BizMojoIdaho.com | Paul Menser |
Melaleuca announced Monday that its worldwide sales for 2012 were up 9.2 percent, amounting to $1.13 billion. The bulk of that growth occurred in the United States and Canada, although the Idaho Falls-based company has representatives selling household, health and wellness products in 16 countries.
Melaleuca started in 1985 with eight workers. When it posted its first million in sales the figure was written on a blackboard. In December, it announced it was building a new headquarters south of Idaho Falls. The cost then was estimated at $50 million, but it’s more likely to be $60 million, CEO and President Frank VanderSloot said Monday.
Melaleuca’s sales in the United States are now greater than Amway’s, NuSkin, Herbalife and Shaklee. VanderSloot used the occasion of Monday’s announcement to stress the difference between Melaleuca’s consumer-direct marketing system and multi-level marketing, where inventories are sold from one level to the next.

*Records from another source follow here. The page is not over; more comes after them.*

//! Item normalizer: one raw vendor record in, one canonical variant record
//! (or a counted skip) out.
//!
//! The vendor feed is heterogeneous: field names vary, numbers arrive as
//! strings, and whole fields go missing. Everything here degrades instead of
//! failing; the only unrecoverable defects are a non-object entry and a
//! missing external id, both of which become `Skip` markers rather than
//! errors so one bad item never aborts a batch.

use std::collections::BTreeMap;

use serde_json::Value;
use tracing::debug;

use crate::domain::catalog::{CategoryFields, VariantRecord};
use crate::domain::errors::SkipReason;
use crate::domain::slug::{product_slug, split_base_name, synthetic_product_name};
use crate::domain::sync::SkipCounts;

/// Result of normalizing a single raw item.
#[derive(Debug, Clone, PartialEq)]
pub enum NormalizedItem {
    Record(Box<VariantRecord>),
    Skip(SkipReason),
}

/// Display-name candidates, in priority order. The vendor has shipped all
/// three spellings at different times.
const NAME_FIELDS: [&str; 3] = ["name", "productname", "title"];

/// Normalize one raw vendor item into a `VariantRecord`.
pub fn normalize(item: &Value) -> NormalizedItem {
    let Some(obj) = item.as_object() else {
        return NormalizedItem::Skip(SkipReason::NotAnObject);
    };

    let Some(vendor_item_id) = coerce_i64(obj.get("id")) else {
        debug!(item = %item, "raw item has no parsable external id, skipping");
        return NormalizedItem::Skip(SkipReason::MissingExternalId);
    };

    let raw_name = NAME_FIELDS
        .into_iter()
        .find_map(|field| non_empty_str(obj.get(field)));

    let (base_name, qualifier) = match raw_name {
        Some(raw) => split_base_name(raw),
        None => (synthetic_product_name(vendor_item_id), None),
    };
    let base_name = if base_name.is_empty() {
        synthetic_product_name(vendor_item_id)
    } else {
        base_name
    };
    let slug = product_slug(&base_name, vendor_item_id);

    let sku = non_empty_str(obj.get("sku")).map(str::to_string);

    // Label priority: embedded variant list, parenthetical qualifier, sku,
    // literal fallback. Must never be empty.
    let variant_label = embedded_variant_name(obj.get("variant"))
        .or(qualifier)
        .or_else(|| sku.clone())
        .unwrap_or_else(|| "Default".to_string());

    let mut attributes = BTreeMap::new();
    attributes.insert("variant".to_string(), variant_label.clone());

    let thumbnail = non_empty_str(obj.get("imagepath")).map(str::to_string);
    let images = collect_images(obj.get("imageList"), thumbnail.as_deref());

    NormalizedItem::Record(Box::new(VariantRecord {
        vendor_item_id,
        product_slug: slug,
        base_name,
        variant_label,
        sku,
        price: coerce_price(obj.get("sellprice")),
        stock: coerce_stock(obj.get("stock")),
        attributes,
        images,
        thumbnail,
        description: non_empty_str(obj.get("description")).map(str::to_string),
        category: CategoryFields {
            category_id: coerce_i64(obj.get("categoryid")),
            category_name: non_empty_str(obj.get("category")).map(str::to_string),
            subcategory_id: coerce_i64(obj.get("subCategoryId")),
            subcategory_name: non_empty_str(obj.get("subCategory")).map(str::to_string),
        },
    }))
}

/// Normalize a whole fetch batch, splitting records from skip counts.
pub fn normalize_batch(items: &[Value]) -> (Vec<VariantRecord>, SkipCounts) {
    let mut records = Vec::with_capacity(items.len());
    let mut skips = SkipCounts::default();

    for item in items {
        match normalize(item) {
            NormalizedItem::Record(record) => records.push(*record),
            NormalizedItem::Skip(SkipReason::NotAnObject) => skips.not_an_object += 1,
            NormalizedItem::Skip(SkipReason::MissingExternalId) => skips.missing_external_id += 1,
        }
    }

    (records, skips)
}

fn non_empty_str(value: Option<&Value>) -> Option<&str> {
    value
        .and_then(Value::as_str)
        .map(str::trim)
        .filter(|s| !s.is_empty())
}

/// Accept a JSON number or a numeric string; anything else is `None`.
fn coerce_i64(value: Option<&Value>) -> Option<i64> {
    match value? {
        Value::Number(n) => n.as_i64(),
        Value::String(s) => s.trim().parse::<i64>().ok(),
        _ => None,
    }
}

fn coerce_f64(value: Option<&Value>) -> Option<f64> {
    match value? {
        Value::Number(n) => n.as_f64(),
        Value::String(s) => s.trim().parse::<f64>().ok(),
        _ => None,
    }
}

/// Price: non-negative, defaulting malformed/absent input to zero.
fn coerce_price(value: Option<&Value>) -> f64 {
    coerce_f64(value).filter(|p| *p >= 0.0).unwrap_or(0.0)
}

/// Stock: non-negative integer, same degradation rules. Fractional counts
/// are truncated.
fn coerce_stock(value: Option<&Value>) -> i64 {
    coerce_f64(value)
        .filter(|s| *s >= 0.0)
        .map(|s| s as i64)
        .unwrap_or(0)
}

/// First entry of an embedded `variant` sub-list, when it carries a name.
fn embedded_variant_name(value: Option<&Value>) -> Option<String> {
    value?
        .as_array()?
        .first()?
        .get("name")
        .and_then(Value::as_str)
        .map(str::trim)
        .filter(|s| !s.is_empty())
        .map(str::to_string)
}

/// Explicit image list wins; otherwise the single thumbnail path becomes a
/// one-element gallery; otherwise empty.
fn collect_images(image_list: Option<&Value>, thumbnail: Option<&str>) -> Vec<String> {
    let from_list: Vec<String> = image_list
        .and_then(Value::as_array)
        .map(|urls| {
            urls.iter()
                .filter_map(Value::as_str)
                .map(str::trim)
                .filter(|s| !s.is_empty())
                .map(str::to_string)
                .collect()
        })
        .unwrap_or_default();

    if !from_list.is_empty() {
        return from_list;
    }
    thumbnail.map(|t| vec![t.to_string()]).unwrap_or_default()
}

#[cfg(test)]
mod tests {
    use super::*;
    use serde_json::json;

    fn record(value: Value) -> VariantRecord {
        match normalize(&value) {
            NormalizedItem::Record(r) => *r,
            other => panic!("expected record, got {other:?}"),
        }
    }

    #[test]
    fn parenthetical_qualifier_becomes_label_and_attribute() {
        let r = record(json!({"id": 1, "name": "Shirt (Blue)", "sku": "S1"}));
        assert_eq!(r.product_slug, "shirt");
        assert_eq!(r.base_name, "Shirt");
        assert_eq!(r.variant_label, "Blue");
        assert_eq!(r.attributes.get("variant").unwrap(), "Blue");
    }

    #[test]
    fn embedded_variant_list_outranks_parenthetical() {
        let r = record(json!({
            "id": 2,
            "name": "Shirt (Blue)",
            "variant": [{"name": "Navy"}]
        }));
        assert_eq!(r.variant_label, "Navy");
    }

    #[test]
    fn label_falls_back_to_sku_then_default() {
        let r = record(json!({"id": 3, "name": "Shirt", "sku": "S3"}));
        assert_eq!(r.variant_label, "S3");

        let r = record(json!({"id": 4, "name": "Shirt"}));
        assert_eq!(r.variant_label, "Default");
    }

    #[test]
    fn name_candidates_are_tried_in_order() {
        let r = record(json!({"id": 5, "productname": "Mug"}));
        assert_eq!(r.base_name, "Mug");

        let r = record(json!({"id": 6, "title": "Cap"}));
        assert_eq!(r.base_name, "Cap");

        let r = record(json!({"id": 7, "name": "", "title": "Cap"}));
        assert_eq!(r.base_name, "Cap");
    }

    #[test]
    fn missing_name_synthesizes_identity() {
        let r = record(json!({"id": 99}));
        assert_eq!(r.base_name, "Product-99");
        assert_eq!(r.product_slug, "product-99");
    }

    #[test]
    fn numeric_coercion_accepts_strings_and_degrades() {
        let r = record(json!({"id": 8, "name": "Mug", "sellprice": "100.5", "stock": "5"}));
        assert_eq!(r.price, 100.5);
        assert_eq!(r.stock, 5);

        let r = record(json!({"id": 9, "name": "Mug", "sellprice": "oops", "stock": -3}));
        assert_eq!(r.price, 0.0);
        assert_eq!(r.stock, 0);

        let r = record(json!({"id": 10, "name": "Mug"}));
        assert_eq!(r.price, 0.0);
        assert_eq!(r.stock, 0);
    }

    #[test]
    fn image_list_wins_over_thumbnail() {
        let r = record(json!({
            "id": 11,
            "name": "Mug",
            "imageList": ["a.jpg", "b.jpg"],
            "imagepath": "thumb.jpg"
        }));
        assert_eq!(r.images, vec!["a.jpg", "b.jpg"]);
        assert_eq!(r.thumbnail.as_deref(), Some("thumb.jpg"));

        let r = record(json!({"id": 12, "name": "Mug", "imagepath": "thumb.jpg"}));
        assert_eq!(r.images, vec!["thumb.jpg"]);

        let r = record(json!({"id": 13, "name": "Mug"}));
        assert!(r.images.is_empty());
    }

    #[test]
    fn string_external_id_is_accepted() {
        let r = record(json!({"id": "42", "name": "Mug"}));
        assert_eq!(r.vendor_item_id, 42);
    }

    #[test]
    fn structurally_unusable_items_are_skipped_not_raised() {
        assert_eq!(
            normalize(&json!("just a string")),
            NormalizedItem::Skip(SkipReason::NotAnObject)
        );
        assert_eq!(
            normalize(&json!({})),
            NormalizedItem::Skip(SkipReason::MissingExternalId)
        );
        assert_eq!(
            normalize(&json!({"name": "No Id"})),
            NormalizedItem::Skip(SkipReason::MissingExternalId)
        );
    }

    #[test]
    fn batch_counts_skips_per_reason() {
        let items = vec![
            json!({"id": 1, "name": "Shirt (Blue)"}),
            json!({}),
            json!(42),
            json!({"id": 2, "name": "Shirt (Red)"}),
        ];
        let (records, skips) = normalize_batch(&items);
        assert_eq!(records.len(), 2);
        assert_eq!(skips.not_an_object, 1);
        assert_eq!(skips.missing_external_id, 1);
        assert_eq!(skips.total(), 2);
    }

    #[test]
    fn category_fields_pass_through() {
        let r = record(json!({
            "id": 20,
            "name": "Shirt",
            "categoryid": 5,
            "category": "Apparel",
            "subCategoryId": "7",
            "subCategory": "Tops"
        }));
        assert_eq!(r.category.category_id, Some(5));
        assert_eq!(r.category.category_name.as_deref(), Some("Apparel"));
        assert_eq!(r.category.subcategory_id, Some(7));
        assert_eq!(r.category.subcategory_name.as_deref(), Some("Tops"));
    }
}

No Melaleuca representative has ever wound up with a garage full of inventory he or she can’t sell, he said. “Marketing executives refer customers directly to the company. We’re the ones with the inventory, and the customer gets it directly from us.”
None of this is terribly new information. “VanderSloot is insistent about not burdening new recruits with huge startup costs or a garageful of inventory,” wrote Phyllis Bermann in a 2004 profile of VanderSloot that appeared in Forbes magazine.
VanderSloot said he rejected the multi-level business model early in 1985, and met with a considerable amount of scorn at the time. “They told me I would go broke, that we needed to sell case lots to make any money,” VanderSloot said. “Yet here we are today. I think our 27-year history of consistent growth proves that consumer-direct marketing is superior to multi-level.”